//! Phase gate - sequential unlock rules.
//!
//! Locking is never persisted. It is recomputed from current phase
//! progress on every read, so it cannot go stale relative to the
//! aggregator's output.

use devmate_core::Phase;
use crate::error::ProgressError;

/// Whether a phase may currently be interacted with.
///
/// `phases` must be the roadmap's full phase sequence ordered by
/// `phase_index`. Index 0 is always unlocked; any later phase unlocks if
/// and only if the immediately preceding phase has reached 100 percent.
/// Exactly 100 unlocks; anything below does not. An index outside the
/// sequence is an error, never a silent unlock.
pub fn is_phase_unlocked(phase_index: usize, phases: &[Phase]) -> Result<bool, ProgressError> {
    if phase_index >= phases.len() {
        return Err(ProgressError::PhaseIndexOutOfRange {
            index: phase_index,
            len: phases.len(),
        });
    }
    if phase_index == 0 {
        return Ok(true);
    }
    Ok(phases[phase_index - 1].progress >= 100.0)
}

/// Unlock flags for every phase of the sequence, in order.
pub fn unlock_states(phases: &[Phase]) -> Vec<bool> {
    (0..phases.len())
        .map(|index| index == 0 || phases[index - 1].progress >= 100.0)
        .collect()
}

#[cfg(test)]
mod tests {
    use super::*;
    use crate::testing::fixture;
    use devmate_core::UserId;

    fn phases_with_progress(progress: &[f32]) -> Vec<Phase> {
        let sizes: Vec<usize> = progress.iter().map(|_| 1).collect();
        let tree = fixture::roadmap_tree(&UserId::new("u"), &sizes);
        tree.phases
            .into_iter()
            .zip(progress)
            .map(|(mut phase, p)| {
                phase.progress = *p;
                phase
            })
            .collect()
    }

    #[test]
    fn test_first_phase_always_unlocked() {
        let phases = phases_with_progress(&[0.0, 0.0]);
        assert!(is_phase_unlocked(0, &phases).unwrap());
    }

    #[test]
    fn test_exactly_100_unlocks_successor() {
        let phases = phases_with_progress(&[100.0, 0.0, 0.0]);
        assert!(is_phase_unlocked(1, &phases).unwrap());
        // Phase 2 still gated on phase 1
        assert!(!is_phase_unlocked(2, &phases).unwrap());
    }

    #[test]
    fn test_below_100_locks_successor() {
        let phases = phases_with_progress(&[99.9, 0.0]);
        assert!(!is_phase_unlocked(1, &phases).unwrap());
    }

    #[test]
    fn test_out_of_range_index_is_an_error() {
        let phases = phases_with_progress(&[100.0]);
        let err = is_phase_unlocked(1, &phases).unwrap_err();
        assert!(matches!(
            err,
            ProgressError::PhaseIndexOutOfRange { index: 1, len: 1 }
        ));

        let err = is_phase_unlocked(0, &[]).unwrap_err();
        assert!(matches!(err, ProgressError::PhaseIndexOutOfRange { .. }));
    }

    #[test]
    fn test_zero_activity_phase_locks_successor() {
        // A phase with no activities reports progress 0 and never reaches
        // 100, so it keeps its successor locked.
        let phases = phases_with_progress(&[0.0, 0.0]);
        assert!(!is_phase_unlocked(1, &phases).unwrap());
    }

    #[test]
    fn test_unlock_is_monotone_in_predecessor_progress() {
        for progress in [0.0f32, 50.0, 99.0, 100.0] {
            let before = is_phase_unlocked(1, &phases_with_progress(&[progress, 0.0])).unwrap();
            let after = is_phase_unlocked(1, &phases_with_progress(&[progress + 0.5, 0.0])).unwrap();
            // Raising the predecessor's progress never re-locks a phase.
            assert!(!before || after);
        }
    }

    #[test]
    fn test_unlock_states_matches_pointwise_checks() {
        let phases = phases_with_progress(&[100.0, 100.0, 40.0, 0.0]);
        let states = unlock_states(&phases);
        assert_eq!(states, vec![true, true, true, false]);
        for (index, expected) in states.iter().enumerate() {
            assert_eq!(is_phase_unlocked(index, &phases).unwrap(), *expected);
        }
    }
}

### TASK DETAILS
Which lines of the data above contain the string "true"? Copy each of them.

### WRITTEN ANSWER
        return Ok(true);
        assert_eq!(states, vec![true, true, true, false]);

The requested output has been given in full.